In 1946 The maximum output load supplied by Wandsworth power station was 19.160 MW, and 21,228 MWh of current was delivered.

The British electricity supply industry was nationalised in 1948 under the provisions of the Electricity Act 1947 (10-11 Geo. 6 c. 54). The County of London electricity undertaking was abolished, ownership of Wandsworth power station was vested in the British Electricity Authority, and subsequently the Central Electricity Authority and the Central Electricity Generating Board (CEGB). At the same time the electricity distribution and sales responsibilities of the County of London electricity undertaking were transferred to the London Electricity Board (LEB).

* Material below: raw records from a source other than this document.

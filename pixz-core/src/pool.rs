//! Bounded work-item pool (C1).
//!
//! Items are pre-allocated once at startup and recycled through the pipeline's
//! free queue for the lifetime of the run. This mirrors original pixz's
//! `pool_t`, simplified from the teacher's custom-allocator `Buffer` (which
//! generalizes over allocation strategies pixz never needs) to plain owned
//! `Vec<u8>`s: every pixz buffer comes from the global allocator.

/// What kind of payload a work item currently holds.
///
/// Only meaningful for the streaming decode path (C8); the write path and
/// the indexed read path only ever use `Sized`.
#[derive(Debug, Clone, Copy, PartialEq, Eq)]
pub enum ItemKind {
    /// A block whose compressed and uncompressed sizes were known up front.
    Sized,
    /// A block read/decoded without knowing its final size ahead of time.
    Unsized,
    /// A chunk of an oversized block's decoded output, already in final
    /// position in the output stream (bypasses the worker pool).
    Continuation,
}

/// A single reusable buffer pair cycled between pipeline stages.
pub struct WorkItem {
    /// Input bytes for this item (tar chunk to compress, or block bytes to
    /// decode).
    pub input: Vec<u8>,
    /// Output bytes produced by the worker (compressed block, or decoded
    /// payload).
    pub output: Vec<u8>,
    /// Sequence number stamped by the splitter; used by the merger to
    /// restore original order.
    pub seq: u64,
    /// Uncompressed byte offset this item starts at, used by streaming reads
    /// and by the extract planner to intersect wanted ranges.
    pub uncompressed_offset: u64,
    /// Integrity check algorithm recorded for this item's block.
    pub check: lzma_safe::encoder::options::IntegrityCheck,
    /// Current payload kind.
    pub kind: ItemKind,
    /// On the encode path, the XZ Index "unpadded size" (header + compressed
    /// data + check, excluding Block Padding) of the block written into
    /// `output` by [`crate::codec::encode_work_item`] — the merger (C9)
    /// needs this verbatim to build the stream's main index, and it cannot
    /// be recovered from `output.len()` alone since block padding is applied
    /// by the merger, not the worker.
    pub unpadded_size: u64,
    /// For `Continuation` items: whether this chunk is the first one decoded
    /// from its source block. The streaming read path (C8/C9) needs this to
    /// apply the file-index magic heuristic once per block rather than once
    /// per chunk.
    pub is_block_start: bool,
}

impl WorkItem {
    fn new() -> Self {
        Self {
            input: Vec::new(),
            output: Vec::new(),
            seq: 0,
            uncompressed_offset: 0,
            check: lzma_safe::encoder::options::IntegrityCheck::Crc32,
            kind: ItemKind::Sized,
            unpadded_size: 0,
            is_block_start: false,
        }
    }

    /// Ensures `input`/`output` can each hold at least the given number of
    /// bytes, growing (but never shrinking) existing capacity.
    pub fn reserve(&mut self, input_at_least: usize, output_at_least: usize) {
        if self.input.capacity() < input_at_least {
            self.input.reserve(input_at_least - self.input.capacity());
        }
        if self.output.capacity() < output_at_least {
            self.output
                .reserve(output_at_least - self.output.capacity());
        }
    }

    /// Resets this item to an empty, reusable state without releasing its
    /// buffers' capacity.
    pub fn reset(&mut self) {
        self.input.clear();
        self.output.clear();
        self.seq = 0;
        self.uncompressed_offset = 0;
        self.kind = ItemKind::Sized;
        self.unpadded_size = 0;
        self.is_block_start = false;
    }
}

/// Pre-allocates `Q` [`WorkItem`]s at startup, where `Q` is resolved by the
/// caller (see [`crate::options::CompressionOptions::resolve_workers_and_pool`]
/// for the `Q = max(user_override, ceil(workers * 1.3 + 1))` contract and the
/// "clamp up to `workers`" decision for an under-sized user override).
pub struct Pool {
    items: Vec<WorkItem>,
}

impl Pool {
    /// Allocates `size` fresh work items.
    #[must_use]
    pub fn new(size: u32) -> Self {
        let items = (0..size).map(|_| WorkItem::new()).collect();
        Self { items }
    }

    /// Number of items this pool was built with.
    #[must_use]
    pub fn len(&self) -> usize {
        self.items.len()
    }

    #[must_use]
    pub fn is_empty(&self) -> bool {
        self.items.is_empty()
    }

    /// Consumes the pool, returning its items for priming the free queue.
    pub fn into_items(self) -> Vec<WorkItem> {
        self.items
    }
}

#[cfg(test)]
mod tests {
    use super::*;

    #[test]
    fn new_allocates_requested_count() {
        let pool = Pool::new(5);
        assert_eq!(pool.len(), 5);
    }

    #[test]
    fn reset_clears_but_keeps_capacity() {
        let mut item = WorkItem::new();
        item.input.extend_from_slice(&[1, 2, 3, 4]);
        item.seq = 42;
        let cap_before = item.input.capacity();
        item.reset();
        assert!(item.input.is_empty());
        assert_eq!(item.seq, 0);
        assert_eq!(item.input.capacity(), cap_before);
    }

    #[test]
    fn reserve_only_grows() {
        let mut item = WorkItem::new();
        item.reserve(100, 50);
        let cap_after_first = item.input.capacity();
        assert!(cap_after_first >= 100);
        item.reserve(10, 10);
        assert_eq!(item.input.capacity(), cap_after_first);
    }
}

===Operating data 1954–63===
Operating data for the period 1954–63 is shown in the table:

Wandsworth power station operating data, 1954–63
| Year | Running hours or load factor (per cent) | Max output capacity, MW | Electricity supplied, MWh | Thermal efficiency, per cent |
|---|---|---|---|---|
| 1954 | 749 | 15 | 6,958 | 7.92 |
| 1955 | 658 | 13 | 3,530 | 7.17 |
| 1956 | 402 | 13 | 2,889 | 6.90 |
| 1957 | 256 | 13 | 1,006 | 4.84 |
| 1958 | 349 | 13 | 3,585 | 7.06 |
| 1961 | 5.3 % | 13 | 6,037 | 9.62 |
| 1962 | 5.8 % | 6 | 5,092 | 9.09 |
| 1963 | 20.13 % | 10 | 10,581 | 0.83 |

The data demonstrates the generally less intensive use of the plant over its final operational years.

==Closure==
Wandsworth power station was decommissioned in 1964. The buildings were subsequently demolished. A 132 kV nation grid substation is still operational to the east of the power station site.